En parallèle, il est important de lui augmenter son périmètre de marche avec une
réadaptation à l’effort adaptée.
Mme L. doit gagner en endurance lors de ses efforts.
3. Prise en charge
Mme L. est vue deux fois une heure par jour. Le matin est donc consacré au travail des
cicatrices, adhérences et tissu cutané, l’après-midi, au reconditionnement à l’effort.
Le lundi, mercredi et vendredi, la séance du matin est exécutée en chambre. Il est
réalisé un bain hydratant avec massage des cicatrices.
 Travail du tissu cicatriciel
Lutte contre l’hypertrophie
La cicatrice de brûlure évolue sur vingt-quatre mois, avec la présence d’un pic
d’inflammation au sixième mois. De ce fait, la cicatrice évolue très rapidement durant cette
période, d’où l’importance au port des vêtements compressifs.

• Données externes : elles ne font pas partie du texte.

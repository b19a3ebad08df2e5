//! View bindings: the push-event handling one mounted listing table needs.
//!
//! A [`ViewBinding`] subscribes once to the seven listing events on the
//! shared [`PushChannel`], applies each to its [`ListingStore`], and tracks
//! the two pieces of view state the events interact with: which listing's
//! drawer is open, and the latest notice banner.

use std::fmt;
use std::sync::Arc;

use tokio::sync::watch;

use crate::channel::{PushChannel, Subscription};
use crate::event::{EventKind, ListingActed, PushEvent};
use crate::listing::RealEstateKind;
use crate::store::ListingStore;

/// Who performed the action a notice is about.
#[derive(Debug, Clone, Copy, PartialEq, Eq)]
pub enum Actor {
    /// The signed-in operator.
    Mine,
    /// Another operator.
    Other,
}

#[derive(Debug, Clone, Copy, PartialEq, Eq)]
pub enum NoticeKind {
    SavedToCrm,
    Duplicate,
}

/// Banner raised when a listing leaves the working queue.
#[derive(Debug, Clone, PartialEq, Eq)]
pub struct Notice {
    pub kind: NoticeKind,
    pub actor: Actor,
    pub real_estate_id: String,
    /// The drawer was open on this listing and has been closed.
    pub drawer_closed: bool,
}

struct BindingState {
    store: ListingStore,
    user_id: String,
    drawer: watch::Sender<Option<String>>,
    banner: watch::Sender<Option<Notice>>,
}

impl BindingState {
    fn apply(&self, event: &PushEvent) {
        match event {
            PushEvent::CallStarted(e) => {
                self.store.reserve_for_call(e);
            }
            PushEvent::CallEnded(e) => {
                self.store.cancel_reservation_for_call(&e.real_estate_id);
            }
            PushEvent::ClientDisconnected(e) => {
                self.store.handle_disconnect(&e.user_id);
            }
            PushEvent::RealEstateSaved(e) => self.listing_left(e, NoticeKind::SavedToCrm),
            PushEvent::DuplicateAdded(e) => self.listing_left(e, NoticeKind::Duplicate),
            PushEvent::StatusChanged(e) => {
                self.store.change_status(&e.real_estate_id, &e.status);
            }
            PushEvent::CommentAdded(e) => {
                if !self.store.increment_comment_count(&e.real_estate_id) {
                    return;
                }
                if let Some(comment) = &e.comment
                    && self.drawer_open_on(&e.real_estate_id)
                {
                    self.store.add_comment(&e.real_estate_id, comment.clone());
                }
            }
            PushEvent::PaymentCompleted(_) => {}
        }
    }

    fn drawer_open_on(&self, id: &str) -> bool {
        self.drawer.borrow().as_deref() == Some(id)
    }

    /// A listing was saved to the CRM or confirmed as a duplicate: drop it
    /// from the queue and tell the operator.
    fn listing_left(&self, event: &ListingActed, kind: NoticeKind) {
        let actor = if event.user_id == self.user_id {
            Actor::Mine
        } else {
            Actor::Other
        };
        let removed = self.store.remove_by_id(&event.real_estate_id);
        let drawer_open = self.drawer_open_on(&event.real_estate_id);
        if !removed && !drawer_open {
            return;
        }

        let drawer_closed = drawer_open && actor == Actor::Other;
        if drawer_closed {
            self.drawer.send_replace(None);
        }
        tracing::info!(
            kind = %self.store.kind(),
            real_estate_id = %event.real_estate_id,
            user_id = %event.user_id,
            ?actor,
            notice = ?kind,
            drawer_closed,
            "listing left the queue"
        );
        self.banner.send_replace(Some(Notice {
            kind,
            actor,
            real_estate_id: event.real_estate_id.clone(),
            drawer_closed,
        }));
    }
}

/// Push handling and view state for one mounted listing table.
///
/// Dropping the binding unregisters every handler it installed.
pub struct ViewBinding {
    state: Arc<BindingState>,
    _subscriptions: Vec<Subscription>,
}

impl fmt::Debug for ViewBinding {
    fn fmt(&self, f: &mut fmt::Formatter<'_>) -> fmt::Result {
        f.debug_struct("ViewBinding")
            .field("kind", &self.state.store.kind())
            .field("user_id", &self.state.user_id)
            .field("open_drawer", &*self.state.drawer.borrow())
            .finish()
    }
}

impl ViewBinding {
    /// Bind `store` to the listing events on `channel`.
    ///
    /// # Arguments
    ///
    /// * `channel` - The session's shared push channel.
    /// * `store` - Store for the table's kind.
    /// * `user_id` - The signed-in operator, used to tell "mine" from
    ///   "someone else's" actions.
    pub fn new(channel: &PushChannel, store: ListingStore, user_id: impl Into<String>) -> Self {
        let (drawer, _) = watch::channel(None);
        let (banner, _) = watch::channel(None);
        let state = Arc::new(BindingState {
            store,
            user_id: user_id.into(),
            drawer,
            banner,
        });

        let subscriptions = EventKind::LISTING_EVENTS
            .into_iter()
            .map(|kind| {
                let state = Arc::clone(&state);
                channel.on(kind, move |event| state.apply(event))
            })
            .collect();

        Self {
            state,
            _subscriptions: subscriptions,
        }
    }

    pub fn kind(&self) -> RealEstateKind {
        self.state.store.kind()
    }

    pub fn store(&self) -> &ListingStore {
        &self.state.store
    }

    /// Apply one event as if it had arrived on the channel.
    pub fn apply(&self, event: &PushEvent) {
        self.state.apply(event);
    }

    pub fn open_drawer(&self, real_estate_id: impl Into<String>) {
        self.state.drawer.send_replace(Some(real_estate_id.into()));
    }

    pub fn close_drawer(&self) {
        self.state.drawer.send_replace(None);
    }

    pub fn open_drawer_id(&self) -> Option<String> {
        self.state.drawer.borrow().clone()
    }

    /// The latest notice, until dismissed.
    pub fn banner(&self) -> Option<Notice> {
        self.state.banner.borrow().clone()
    }

    pub fn subscribe_banner(&self) -> watch::Receiver<Option<Notice>> {
        self.state.banner.subscribe()
    }

    pub fn dismiss_banner(&self) {
        self.state.banner.send_if_modified(|banner| banner.take().is_some());
    }
}

#[cfg(test)]
mod tests {
    use super::*;
    use crate::event::{CallEnded, CallStarted, ClientDisconnected, CommentAdded, StatusChanged};
    use crate::listing::Comment;
    use crate::store::test_fixtures::listings;
    use chrono::{TimeZone, Utc};

    fn setup(user: &str) -> (PushChannel, ViewBinding) {
        let channel = PushChannel::new();
        let store = ListingStore::with_listings(RealEstateKind::Flat, listings(&["a", "b"]));
        let binding = ViewBinding::new(&channel, store, user);
        (channel, binding)
    }

    fn acted(id: &str, user: &str) -> ListingActed {
        ListingActed {
            real_estate_id: id.into(),
            user_id: user.into(),
        }
    }

    fn comment_added(id: &str, with_body: bool) -> PushEvent {
        PushEvent::CommentAdded(CommentAdded {
            real_estate_id: id.into(),
            user_id: "u2".into(),
            comment: with_body.then(|| Comment {
                id: "c1".into(),
                user_id: "u2".into(),
                text: "called, no answer".into(),
                created_at: Utc.with_ymd_and_hms(2026, 3, 1, 9, 30, 0).unwrap(),
            }),
        })
    }

    fn ids(binding: &ViewBinding) -> Vec<String> {
        binding
            .store()
            .snapshot()
            .listings
            .iter()
            .map(|l| l.id.clone())
            .collect()
    }

    #[test]
    fn subscribes_to_the_seven_listing_events() {
        let (channel, binding) = setup("u1");
        for kind in EventKind::LISTING_EVENTS {
            assert_eq!(channel.handler_count(kind), 1, "{kind}");
        }
        assert_eq!(channel.handler_count(EventKind::PaymentCompleted), 0);

        drop(binding);
        for kind in EventKind::LISTING_EVENTS {
            assert_eq!(channel.handler_count(kind), 0, "{kind}");
        }
    }

    #[test]
    fn call_lifecycle_flows_through_the_channel() {
        let (channel, binding) = setup("u1");
        channel.dispatch(&PushEvent::CallStarted(CallStarted {
            real_estate_id: "a".into(),
            user_id: "u2".into(),
            avatar_url: String::new(),
            full_name: "Other".into(),
        }));
        assert!(binding.store().snapshot().get("a").unwrap().is_reserved());

        channel.dispatch(&PushEvent::CallEnded(CallEnded {
            real_estate_id: "a".into(),
        }));
        assert!(!binding.store().snapshot().get("a").unwrap().is_reserved());

        channel.dispatch(&PushEvent::CallStarted(CallStarted {
            real_estate_id: "b".into(),
            user_id: "u2".into(),
            avatar_url: String::new(),
            full_name: "Other".into(),
        }));
        channel.dispatch(&PushEvent::ClientDisconnected(ClientDisconnected {
            user_id: "u2".into(),
        }));
        assert!(!binding.store().snapshot().get("b").unwrap().is_reserved());
    }

    #[test]
    fn duplicate_by_other_user_removes_and_flags_other() {
        let (channel, binding) = setup("u1");
        channel.dispatch(&PushEvent::DuplicateAdded(acted("a", "u2")));

        assert_eq!(ids(&binding), vec!["b"]);
        assert_eq!(
            binding.banner(),
            Some(Notice {
                kind: NoticeKind::Duplicate,
                actor: Actor::Other,
                real_estate_id: "a".into(),
                drawer_closed: false,
            })
        );
    }

    #[test]
    fn my_save_flags_mine_and_keeps_drawer() {
        let (_channel, binding) = setup("u1");
        binding.open_drawer("a");
        binding.apply(&PushEvent::RealEstateSaved(acted("a", "u1")));

        let notice = binding.banner().expect("notice raised");
        assert_eq!(notice.kind, NoticeKind::SavedToCrm);
        assert_eq!(notice.actor, Actor::Mine);
        assert!(!notice.drawer_closed);
        assert_eq!(binding.open_drawer_id().as_deref(), Some("a"));
    }

    #[test]
    fn other_users_save_closes_open_drawer() {
        let (_channel, binding) = setup("u1");
        binding.open_drawer("a");
        binding.apply(&PushEvent::RealEstateSaved(acted("a", "u2")));

        assert!(binding.open_drawer_id().is_none());
        assert!(binding.banner().expect("notice").drawer_closed);
    }

    #[test]
    fn save_for_unknown_listing_raises_nothing() {
        let (_channel, binding) = setup("u1");
        binding.apply(&PushEvent::RealEstateSaved(acted("zzz", "u2")));
        assert!(binding.banner().is_none());
        assert_eq!(ids(&binding), vec!["a", "b"]);
    }

    #[test]
    fn status_change_updates_record() {
        let (_channel, binding) = setup("u1");
        binding.apply(&PushEvent::StatusChanged(StatusChanged {
            real_estate_id: "b".into(),
            status: "NO_ANSWER".into(),
            user_id: None,
        }));
        assert_eq!(
            binding.store().snapshot().get("b").unwrap().status.as_deref(),
            Some("NO_ANSWER")
        );
    }

    #[test]
    fn comment_body_is_appended_only_when_drawer_is_open() {
        let (_channel, binding) = setup("u1");
        binding.apply(&comment_added("a", true));
        {
            let page = binding.store().snapshot();
            let a = page.get("a").unwrap();
            assert_eq!(a.counts.comments, 1);
            assert!(a.comments.is_empty());
        }

        binding.open_drawer("a");
        binding.apply(&comment_added("a", true));
        let page = binding.store().snapshot();
        let a = page.get("a").unwrap();
        assert_eq!(a.counts.comments, 2);
        assert_eq!(a.comments.len(), 1);
    }

    #[test]
    fn comment_without_body_only_moves_counter() {
        let (_channel, binding) = setup("u1");
        binding.open_drawer("a");
        binding.apply(&comment_added("a", false));
        let page = binding.store().snapshot();
        assert_eq!(page.get("a").unwrap().counts.comments, 1);
        assert!(page.get("a").unwrap().comments.is_empty());
    }

    #[tokio::test]
    async fn banner_subscribers_are_woken() {
        let (_channel, binding) = setup("u1");
        let mut rx = binding.subscribe_banner();
        binding.apply(&PushEvent::DuplicateAdded(acted("b", "u1")));

        rx.changed().await.expect("sender alive");
        let actor = (*rx.borrow_and_update()).as_ref().map(|n| n.actor);
        assert_eq!(actor, Some(Actor::Mine));

        binding.dismiss_banner();
        rx.changed().await.expect("sender alive");
        assert!(rx.borrow().is_none());
    }

    #[test]
    fn dismissing_empty_banner_does_not_notify() {
        let (_channel, binding) = setup("u1");
        let rx = binding.subscribe_banner();
        binding.dismiss_banner();
        assert!(!rx.has_changed().expect("sender alive"));
    }
}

La patiente porte jour et nuit un vêtement compressif. Mme L. présente également des
œdèmes aux mains, mais elle ne supporte pas le port des gants compressifs, c’est pourquoi
elle ne les porte que la nuit. Le week-end, elle porte une compression en Tubigrip® qui lui
permet d’être plus à son aise, mais qui permet malgré tout une compression.
Massage assouplissant de la peau
Ce massage est réalisé en chambre, le lundi, mercredi et vendredi, au niveau du dos,
épaules, coudes et face dorsale des pieds. Lorsque le massage est terminé, on réalise un bain
hydratant avec du Lipikar® sur la totalité du dos, membres supérieurs et inférieurs.
C’est un massage de type dermo-épidermique. On réalise la technique du pincer rouler
d’un pli de peau. Le pli de peau se fait entre l’index et le pouce de chaque main, puis il est
étiré et mobilisé en S.
On réalise également la manœuvre d’étirement orthodermiques de Morice en étoile
pour assouplir le tissu cicatriciel.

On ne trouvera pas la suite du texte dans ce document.